_EXERCISE_
Identify every line in the records below that contains the word "DateTime", and copy each of those lines.

#####

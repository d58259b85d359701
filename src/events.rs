use alloy::rpc::types::Log;
use alloy::sol;
use alloy::sol_types::SolEvent;
use alloy_primitives::{B256, U256};
use chrono::{DateTime, Utc};

use crate::error::DecodeError;
use crate::repository::{TokenStandard, Transfer, TransferStatus};

sol! {
    interface IERC20 {
        event Transfer(address indexed from, address indexed to, uint256 value);

        function name() external view returns (string);
        function symbol() external view returns (string);
        function decimals() external view returns (uint8);
    }

    interface IERC721 {
        event Transfer(address indexed from, address indexed to, uint256 indexed tokenId);
    }

    interface IERC1155 {
        event TransferSingle(address indexed operator, address indexed from, address indexed to, uint256 id, uint256 value);
        event TransferBatch(address indexed operator, address indexed from, address indexed to, uint256[] ids, uint256[] values);
    }
}

/// Event signatures to filter on for `standard`.
pub fn topics(standard: TokenStandard) -> Vec<B256> {
    match standard {
        TokenStandard::Erc20 => vec![IERC20::Transfer::SIGNATURE_HASH],
        TokenStandard::Erc721 => vec![IERC721::Transfer::SIGNATURE_HASH],
        TokenStandard::Erc1155 => vec![
            IERC1155::TransferSingle::SIGNATURE_HASH,
            IERC1155::TransferBatch::SIGNATURE_HASH,
        ],
    }
}

/// Decodes one raw log into the transfers it carries, stamped with the
/// timestamp of its block.
pub fn decode_log(
    standard: TokenStandard,
    log: &Log,
    block_time: DateTime<Utc>,
) -> Result<Vec<Transfer>, DecodeError> {
    let tx_hash = log
        .transaction_hash
        .ok_or(DecodeError::MissingField("transaction hash"))?;
    let log_index = log.log_index.ok_or(DecodeError::MissingField("log index"))?;
    let topics = log.topics();
    let data = &log.data().data;

    let record = |from, to, token_id: U256, value: U256| Transfer {
        hash: Transfer::content_hash(tx_hash, log_index, token_id),
        tx_hash: Some(tx_hash),
        token_id,
        created_at: block_time,
        from_address: from,
        to_address: to,
        nonce: U256::ZERO,
        value,
        data: None,
        status: TransferStatus::Success,
    };

    let topic0 = *topics.first().ok_or(DecodeError::MissingField("topic0"))?;

    match standard {
        TokenStandard::Erc20 => {
            let event = IERC20::Transfer::decode_raw_log(topics, data)?;
            Ok(vec![record(event.from, event.to, U256::ZERO, event.value)])
        }
        TokenStandard::Erc721 => {
            // Some collections emit the token id unindexed, in the data section.
            let (from, to, token_id) = if topics.len() == 4 {
                let event = IERC721::Transfer::decode_raw_log(topics, data)?;
                (event.from, event.to, event.tokenId)
            } else {
                let event = IERC20::Transfer::decode_raw_log(topics, data)?;
                (event.from, event.to, event.value)
            };
            Ok(vec![record(from, to, token_id, U256::from(1))])
        }
        TokenStandard::Erc1155 if topic0 == IERC1155::TransferSingle::SIGNATURE_HASH => {
            let event = IERC1155::TransferSingle::decode_raw_log(topics, data)?;
            Ok(vec![record(event.from, event.to, event.id, event.value)])
        }
        TokenStandard::Erc1155 if topic0 == IERC1155::TransferBatch::SIGNATURE_HASH => {
            let event = IERC1155::TransferBatch::decode_raw_log(topics, data)?;
            if event.ids.len() != event.values.len() {
                return Err(DecodeError::LengthMismatch {
                    ids: event.ids.len(),
                    values: event.values.len(),
                });
            }

            Ok(event
                .ids
                .iter()
                .zip(event.values.iter())
                .map(|(id, value)| record(event.from, event.to, *id, *value))
                .collect())
        }
        TokenStandard::Erc1155 => Err(DecodeError::UnknownTopic(topic0)),
    }
}

#[cfg(test)]
pub(crate) mod tests {
    use super::*;
    use alloy::sol_types::SolValue;
    use alloy_primitives::{Address, Bytes, LogData};

    pub(crate) fn raw_log(topics: Vec<B256>, data: Vec<u8>, tx: u8, log_index: u64) -> Log {
        Log {
            inner: alloy_primitives::Log {
                address: Address::repeat_byte(0xcc),
                data: LogData::new_unchecked(topics, Bytes::from(data)),
            },
            block_hash: Some(B256::repeat_byte(0xbb)),
            block_number: Some(42),
            block_timestamp: None,
            transaction_hash: Some(B256::repeat_byte(tx)),
            transaction_index: Some(0),
            log_index: Some(log_index),
            removed: false,
        }
    }

    pub(crate) fn erc20_log(from: Address, to: Address, value: u64, tx: u8, log_index: u64) -> Log {
        raw_log(
            vec![
                IERC20::Transfer::SIGNATURE_HASH,
                from.into_word(),
                to.into_word(),
            ],
            U256::from(value).abi_encode(),
            tx,
            log_index,
        )
    }

    #[test]
    fn decodes_erc20_transfer() {
        let from = Address::repeat_byte(1);
        let to = Address::repeat_byte(2);
        let now = Utc::now();

        let transfers =
            decode_log(TokenStandard::Erc20, &erc20_log(from, to, 500, 9, 3), now).unwrap();
        assert_eq!(transfers.len(), 1);
        let t = &transfers[0];
        assert_eq!(t.from_address, from);
        assert_eq!(t.to_address, to);
        assert_eq!(t.value, U256::from(500));
        assert_eq!(t.token_id, U256::ZERO);
        assert_eq!(t.status, TransferStatus::Success);
        assert_eq!(t.tx_hash, Some(B256::repeat_byte(9)));
        assert_eq!(t.created_at, now);
    }

    #[test]
    fn decodes_erc721_token_id_from_topic_or_data() {
        let from = Address::repeat_byte(1);
        let to = Address::repeat_byte(2);

        let indexed = raw_log(
            vec![
                IERC721::Transfer::SIGNATURE_HASH,
                from.into_word(),
                to.into_word(),
                B256::from(U256::from(77)),
            ],
            vec![],
            1,
            0,
        );
        let t = &decode_log(TokenStandard::Erc721, &indexed, Utc::now()).unwrap()[0];
        assert_eq!(t.token_id, U256::from(77));
        assert_eq!(t.value, U256::from(1));

        let in_data = erc20_log(from, to, 78, 1, 1);
        let t = &decode_log(TokenStandard::Erc721, &in_data, Utc::now()).unwrap()[0];
        assert_eq!(t.token_id, U256::from(78));
        assert_eq!(t.value, U256::from(1));
    }

    #[test]
    fn decodes_erc1155_batch_into_one_record_per_id() {
        let operator = Address::repeat_byte(9);
        let from = Address::repeat_byte(1);
        let to = Address::repeat_byte(2);
        let ids = vec![U256::from(1), U256::from(2), U256::from(3)];
        let values = vec![U256::from(10), U256::from(20), U256::from(30)];

        let log = raw_log(
            vec![
                IERC1155::TransferBatch::SIGNATURE_HASH,
                operator.into_word(),
                from.into_word(),
                to.into_word(),
            ],
            (ids, values).abi_encode_params(),
            4,
            2,
        );

        let transfers = decode_log(TokenStandard::Erc1155, &log, Utc::now()).unwrap();
        assert_eq!(transfers.len(), 3);
        assert_eq!(transfers[1].token_id, U256::from(2));
        assert_eq!(transfers[1].value, U256::from(20));
        assert!(transfers.iter().all(|t| t.from_address == from && t.to_address == to));
        assert_ne!(transfers[0].hash, transfers[1].hash);
    }

    #[test]
    fn erc1155_batch_length_mismatch_yields_no_records() {
        let log = raw_log(
            vec![
                IERC1155::TransferBatch::SIGNATURE_HASH,
                Address::repeat_byte(9).into_word(),
                Address::repeat_byte(1).into_word(),
                Address::repeat_byte(2).into_word(),
            ],
            (vec![U256::from(1), U256::from(2)], vec![U256::from(10)]).abi_encode_params(),
            4,
            2,
        );

        let result = decode_log(TokenStandard::Erc1155, &log, Utc::now());
        assert!(matches!(
            result,
            Err(DecodeError::LengthMismatch { ids: 2, values: 1 })
        ));
    }

    #[test]
    fn decodes_erc1155_single_and_rejects_unknown_topic() {
        let log = raw_log(
            vec![
                IERC1155::TransferSingle::SIGNATURE_HASH,
                Address::repeat_byte(9).into_word(),
                Address::repeat_byte(1).into_word(),
                Address::repeat_byte(2).into_word(),
            ],
            (U256::from(5), U256::from(6)).abi_encode_params(),
            4,
            0,
        );
        let t = &decode_log(TokenStandard::Erc1155, &log, Utc::now()).unwrap()[0];
        assert_eq!(t.token_id, U256::from(5));
        assert_eq!(t.value, U256::from(6));

        let unknown = raw_log(vec![B256::repeat_byte(0xee)], vec![], 4, 1);
        assert!(matches!(
            decode_log(TokenStandard::Erc1155, &unknown, Utc::now()),
            Err(DecodeError::UnknownTopic(_))
        ));
    }
}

#####

_EXERCISE OUTPUT_
use chrono::{DateTime, Utc};
    block_time: DateTime<Utc>,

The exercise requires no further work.